Tony AbbottTony Abbott reflects on his time as federal health minister and says the upcoming health care agreements could achieve most of the benefits of a federal government's  takeover of public hospitals.

At the recent 2020 summit, delegates' frustration with the dog's breakfast of divided responsibilities in health was sidetracked into proposals for a national preventive health agency funded by a tax on junk food and a new health equality commission. Keeping people healthy and giving everyone the best possible health outcomes are worthy goals, but are unlikely to be achieved by creating new bureaucracies. Avoiding discussion of today's actual problems by focusing, instead, on vague aspirations for the distant future seems to be the new government's style. Let's find something that sounds visionary, but that doesn't threaten current power structures or imply blame for current problems. That way, we can all be seen to work together.

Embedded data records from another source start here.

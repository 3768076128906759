mod info;
mod replay;
mod stream;

use std::io::{stderr, Write};
use std::path::PathBuf;

use anyhow::{Context, Result};
use clap::{Parser, Subcommand};
use stdbin::Decoded;
use tracing::debug;
use tracing_subscriber::EnvFilter;

use info::Format;

#[derive(Parser)]
#[command(version, about)]
struct Cli {
    #[command(subcommand)]
    command: Commands,
}

#[derive(Subcommand)]
enum Commands {
    /// Replay a recorded telegram file, writing decoded messages to stdout.
    ///
    /// Messages are produced at the rate the device produced them, 200Hz, unless
    /// --speedup or --no-delay is used.
    Replay {
        /// Recorded telegram file
        input: PathBuf,

        /// Divide the delay between messages by this factor.
        #[arg(short, long, default_value_t = 1)]
        speedup: u32,

        /// Largest telegram to read; larger declared sizes are clamped.
        #[arg(short, long, default_value_t = stdbin::replay::DEFAULT_MAX_MESSAGE_SIZE)]
        max_message_size: usize,

        /// Output format
        #[arg(short, long, default_value = "text")]
        format: Format,

        /// Do not delay between messages.
        #[arg(long, action)]
        no_delay: bool,
    },
    /// Decode telegrams from a byte stream, e.g., piped from a socket.
    ///
    /// The input is read in fixed size chunks that are reassembled into telegrams,
    /// resynchronizing on the next sync marker after any corrupt data.
    Stream {
        /// Input file, or - for stdin
        #[arg(default_value = "-")]
        input: String,

        /// Size of each read from the input.
        #[arg(short, long, default_value_t = 1024)]
        chunk_size: usize,

        /// Only attempt a decode with at least this many bytes buffered.
        #[arg(long, default_value_t = 300)]
        min_telegram_size: usize,

        /// Output format
        #[arg(short, long, default_value = "text")]
        format: Format,
    },
    /// Summarize a recorded telegram file
    Info {
        /// Recorded telegram file
        input: PathBuf,

        /// Output format
        #[arg(short, long, default_value = "text")]
        format: Format,

        /// Largest telegram to read; larger declared sizes are clamped.
        #[arg(short, long, default_value_t = stdbin::replay::DEFAULT_MAX_MESSAGE_SIZE)]
        max_message_size: usize,
    },
}

/// Write one decoded message as a single line.
pub(crate) fn write_message<W: Write>(
    out: &mut W,
    decoded: &Decoded,
    format: &Format,
) -> Result<()> {
    match format {
        Format::Json => {
            serde_json::to_writer(&mut *out, decoded).context("serializing to json")?;
            writeln!(out).context("writing output")
        }
        Format::Text => {
            let msg = &decoded.message;
            write!(out, "{msg} consumed={}", decoded.consumed).context("writing output")?;
            if let Some(pos) = msg.nav.position {
                write!(
                    out,
                    " lat={:.7} lon={:.7} alt={:.2}",
                    pos.latitude, pos.longitude, pos.altitude
                )
                .context("writing output")?;
            }
            if let Some(att) = msg.nav.attitude {
                write!(
                    out,
                    " hdg={:.3} roll={:.3} pitch={:.3}",
                    att.heading, att.roll, att.pitch
                )
                .context("writing output")?;
            }
            writeln!(out).context("writing output")
        }
    }
}

fn main() -> Result<()> {
    let cli = Cli::parse();
    tracing_subscriber::fmt()
        .with_target(false)
        .with_writer(stderr)
        .with_ansi(false)
        .without_time()
        .with_env_filter(
            EnvFilter::try_from_env("STDBIN_LOG").unwrap_or_else(|_| EnvFilter::new("info")),
        )
        .init();

    debug!("{} {}", env!("CARGO_PKG_NAME"), env!("CARGO_PKG_VERSION"));

    match &cli.command {
        Commands::Replay {
            input,
            speedup,
            max_message_size,
            format,
            no_delay,
        } => replay::replay(input, *speedup, *max_message_size, format, *no_delay),
        Commands::Stream {
            input,
            chunk_size,
            min_telegram_size,
            format,
        } => stream::stream(input, *chunk_size, *min_telegram_size, format),
        Commands::Info {
            input,
            format,
            max_message_size,
        } => info::info(input, format, *max_message_size),
    }
}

It's regrettable that the summit did not, as chairman Michael Good wanted, consider the problems caused by having the federal government part-fund, but state governments wholly run, Australia's public hospital systems. This would have been a meaningful challenge for our best and brightest minds. Instead, as usual, it seems that the politicians and public servants will have to wrestle with this as they renegotiate the Health Care Agreements over the course of this year. Because they deal with the sickest people, public hospitals will always be the heart of health care systems. The next round of Agreements gives the federal government its once-in-five years chance to make a difference to the most difficult and most important aspect of health care delivery.